Data:
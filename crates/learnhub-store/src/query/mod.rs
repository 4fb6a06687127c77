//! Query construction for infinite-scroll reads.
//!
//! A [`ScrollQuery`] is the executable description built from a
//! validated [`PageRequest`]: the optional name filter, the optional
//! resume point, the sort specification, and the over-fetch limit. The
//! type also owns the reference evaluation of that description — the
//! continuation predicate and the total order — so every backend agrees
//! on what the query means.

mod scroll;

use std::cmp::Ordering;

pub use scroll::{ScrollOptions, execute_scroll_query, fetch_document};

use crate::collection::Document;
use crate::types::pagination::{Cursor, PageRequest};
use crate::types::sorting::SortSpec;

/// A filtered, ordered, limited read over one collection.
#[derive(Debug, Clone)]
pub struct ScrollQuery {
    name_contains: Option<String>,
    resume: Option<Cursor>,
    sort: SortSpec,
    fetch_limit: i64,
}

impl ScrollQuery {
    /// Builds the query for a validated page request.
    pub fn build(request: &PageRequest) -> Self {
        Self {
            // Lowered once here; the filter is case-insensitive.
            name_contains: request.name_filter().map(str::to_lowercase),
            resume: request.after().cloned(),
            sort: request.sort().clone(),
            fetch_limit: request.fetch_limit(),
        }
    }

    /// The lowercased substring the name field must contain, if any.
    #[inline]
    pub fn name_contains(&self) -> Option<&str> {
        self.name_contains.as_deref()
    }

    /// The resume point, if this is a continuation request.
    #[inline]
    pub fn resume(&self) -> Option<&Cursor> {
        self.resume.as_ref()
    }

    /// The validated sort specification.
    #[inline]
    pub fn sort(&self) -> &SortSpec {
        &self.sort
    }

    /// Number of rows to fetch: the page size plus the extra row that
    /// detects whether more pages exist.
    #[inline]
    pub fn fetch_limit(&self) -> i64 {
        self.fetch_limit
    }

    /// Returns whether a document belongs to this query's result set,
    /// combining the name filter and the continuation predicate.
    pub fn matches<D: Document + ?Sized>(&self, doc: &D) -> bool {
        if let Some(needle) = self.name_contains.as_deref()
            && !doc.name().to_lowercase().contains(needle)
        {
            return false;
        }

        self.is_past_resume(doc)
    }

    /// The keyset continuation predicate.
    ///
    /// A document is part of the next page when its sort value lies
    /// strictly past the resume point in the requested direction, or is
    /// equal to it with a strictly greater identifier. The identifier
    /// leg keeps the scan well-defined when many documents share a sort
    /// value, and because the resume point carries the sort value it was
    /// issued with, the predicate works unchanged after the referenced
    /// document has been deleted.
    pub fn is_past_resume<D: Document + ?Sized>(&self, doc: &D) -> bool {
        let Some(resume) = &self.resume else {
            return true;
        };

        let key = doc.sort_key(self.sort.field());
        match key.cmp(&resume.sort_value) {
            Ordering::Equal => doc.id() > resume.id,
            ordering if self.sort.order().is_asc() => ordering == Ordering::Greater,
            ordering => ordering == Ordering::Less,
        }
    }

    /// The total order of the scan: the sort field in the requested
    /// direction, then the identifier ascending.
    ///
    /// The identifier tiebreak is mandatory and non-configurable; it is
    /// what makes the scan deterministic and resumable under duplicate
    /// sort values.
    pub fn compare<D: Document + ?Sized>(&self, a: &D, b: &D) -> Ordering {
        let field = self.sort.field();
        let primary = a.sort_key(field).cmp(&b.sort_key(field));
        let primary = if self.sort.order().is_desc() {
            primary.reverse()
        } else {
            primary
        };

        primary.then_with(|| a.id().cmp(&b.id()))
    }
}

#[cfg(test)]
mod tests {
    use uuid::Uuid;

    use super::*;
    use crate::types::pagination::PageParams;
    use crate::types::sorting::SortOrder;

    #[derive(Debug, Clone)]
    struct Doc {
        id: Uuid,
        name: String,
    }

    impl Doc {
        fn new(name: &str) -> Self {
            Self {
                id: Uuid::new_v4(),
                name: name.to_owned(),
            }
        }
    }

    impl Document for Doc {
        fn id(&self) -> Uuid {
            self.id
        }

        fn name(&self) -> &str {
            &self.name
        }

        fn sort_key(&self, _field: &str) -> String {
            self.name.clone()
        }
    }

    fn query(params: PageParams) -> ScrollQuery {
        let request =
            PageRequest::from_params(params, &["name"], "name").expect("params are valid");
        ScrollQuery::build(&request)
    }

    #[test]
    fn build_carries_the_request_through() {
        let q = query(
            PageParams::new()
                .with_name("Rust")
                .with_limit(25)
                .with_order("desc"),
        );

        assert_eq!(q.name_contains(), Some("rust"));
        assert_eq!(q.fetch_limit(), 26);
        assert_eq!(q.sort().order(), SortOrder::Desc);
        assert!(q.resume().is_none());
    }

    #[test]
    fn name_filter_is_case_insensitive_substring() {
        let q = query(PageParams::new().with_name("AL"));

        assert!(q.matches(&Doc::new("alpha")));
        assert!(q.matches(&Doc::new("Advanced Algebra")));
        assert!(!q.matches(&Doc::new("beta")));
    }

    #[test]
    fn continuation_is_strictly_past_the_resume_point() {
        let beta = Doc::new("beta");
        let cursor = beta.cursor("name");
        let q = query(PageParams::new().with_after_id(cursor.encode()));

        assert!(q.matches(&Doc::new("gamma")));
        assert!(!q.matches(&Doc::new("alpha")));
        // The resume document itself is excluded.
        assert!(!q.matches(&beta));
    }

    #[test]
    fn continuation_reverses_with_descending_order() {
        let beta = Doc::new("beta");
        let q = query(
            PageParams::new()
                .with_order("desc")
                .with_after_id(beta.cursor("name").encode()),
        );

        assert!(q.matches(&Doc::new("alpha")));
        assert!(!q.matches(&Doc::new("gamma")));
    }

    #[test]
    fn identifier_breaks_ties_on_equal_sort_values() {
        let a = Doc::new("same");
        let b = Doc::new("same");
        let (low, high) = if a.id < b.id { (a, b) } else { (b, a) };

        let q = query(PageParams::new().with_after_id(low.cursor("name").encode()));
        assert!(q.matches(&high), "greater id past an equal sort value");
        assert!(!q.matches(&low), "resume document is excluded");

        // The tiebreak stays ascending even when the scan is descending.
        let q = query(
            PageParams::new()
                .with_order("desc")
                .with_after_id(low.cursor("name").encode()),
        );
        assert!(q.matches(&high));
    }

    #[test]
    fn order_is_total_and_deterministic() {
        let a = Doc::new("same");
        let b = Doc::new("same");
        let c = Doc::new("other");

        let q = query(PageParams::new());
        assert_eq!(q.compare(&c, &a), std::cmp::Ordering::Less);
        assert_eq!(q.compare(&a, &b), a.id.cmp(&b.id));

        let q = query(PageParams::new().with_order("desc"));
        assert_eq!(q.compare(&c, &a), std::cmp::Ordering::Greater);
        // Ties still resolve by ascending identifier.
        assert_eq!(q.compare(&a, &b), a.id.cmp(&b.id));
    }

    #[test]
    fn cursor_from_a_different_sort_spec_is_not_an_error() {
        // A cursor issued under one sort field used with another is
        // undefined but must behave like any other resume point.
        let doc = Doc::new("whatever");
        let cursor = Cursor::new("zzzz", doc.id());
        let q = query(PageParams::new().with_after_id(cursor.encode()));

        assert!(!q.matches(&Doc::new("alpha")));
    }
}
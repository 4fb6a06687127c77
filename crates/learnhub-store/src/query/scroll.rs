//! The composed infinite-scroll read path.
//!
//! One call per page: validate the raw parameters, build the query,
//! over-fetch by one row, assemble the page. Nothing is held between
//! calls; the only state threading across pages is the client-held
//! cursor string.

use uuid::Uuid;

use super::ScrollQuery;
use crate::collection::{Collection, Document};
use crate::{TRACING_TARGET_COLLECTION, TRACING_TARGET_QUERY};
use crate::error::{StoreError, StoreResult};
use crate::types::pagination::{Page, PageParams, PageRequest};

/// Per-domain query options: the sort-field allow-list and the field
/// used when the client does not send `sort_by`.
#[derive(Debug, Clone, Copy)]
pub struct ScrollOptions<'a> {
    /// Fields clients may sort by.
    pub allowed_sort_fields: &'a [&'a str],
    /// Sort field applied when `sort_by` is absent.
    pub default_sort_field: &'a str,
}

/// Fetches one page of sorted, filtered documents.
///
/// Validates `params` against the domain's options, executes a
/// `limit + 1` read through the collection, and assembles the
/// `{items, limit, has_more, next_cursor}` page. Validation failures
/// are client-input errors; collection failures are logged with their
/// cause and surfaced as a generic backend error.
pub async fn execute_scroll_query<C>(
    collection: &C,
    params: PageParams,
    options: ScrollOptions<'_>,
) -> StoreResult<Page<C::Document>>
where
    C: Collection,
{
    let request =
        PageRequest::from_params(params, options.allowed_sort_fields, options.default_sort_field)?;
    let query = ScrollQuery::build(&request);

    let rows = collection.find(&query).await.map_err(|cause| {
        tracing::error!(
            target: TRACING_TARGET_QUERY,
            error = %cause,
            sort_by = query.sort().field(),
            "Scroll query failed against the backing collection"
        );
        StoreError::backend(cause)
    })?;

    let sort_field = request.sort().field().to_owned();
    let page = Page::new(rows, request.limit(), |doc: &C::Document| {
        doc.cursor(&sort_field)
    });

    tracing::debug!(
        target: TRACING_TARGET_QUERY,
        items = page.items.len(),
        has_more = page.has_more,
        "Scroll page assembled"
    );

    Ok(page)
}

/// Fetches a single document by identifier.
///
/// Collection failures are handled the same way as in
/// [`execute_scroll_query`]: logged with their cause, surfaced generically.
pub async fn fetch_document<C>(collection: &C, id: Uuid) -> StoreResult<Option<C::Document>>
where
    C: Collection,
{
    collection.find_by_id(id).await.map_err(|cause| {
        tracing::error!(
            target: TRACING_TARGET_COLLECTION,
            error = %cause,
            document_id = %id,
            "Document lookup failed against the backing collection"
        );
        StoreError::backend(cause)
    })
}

Assignment:
Here the output must be the lines above from the line with "pub fn is_past_resume<D: Document" to the line with "ordering if self.sort.order().is_asc()", both included, duplicated word for word and nothing else.

Expected answer:
    pub fn is_past_resume<D: Document + ?Sized>(&self, doc: &D) -> bool {
        let Some(resume) = &self.resume else {
            return true;
        };

        let key = doc.sort_key(self.sort.field());
        match key.cmp(&resume.sort_value) {
            Ordering::Equal => doc.id() > resume.id,
            ordering if self.sort.order().is_asc() => ordering == Ordering::Greater,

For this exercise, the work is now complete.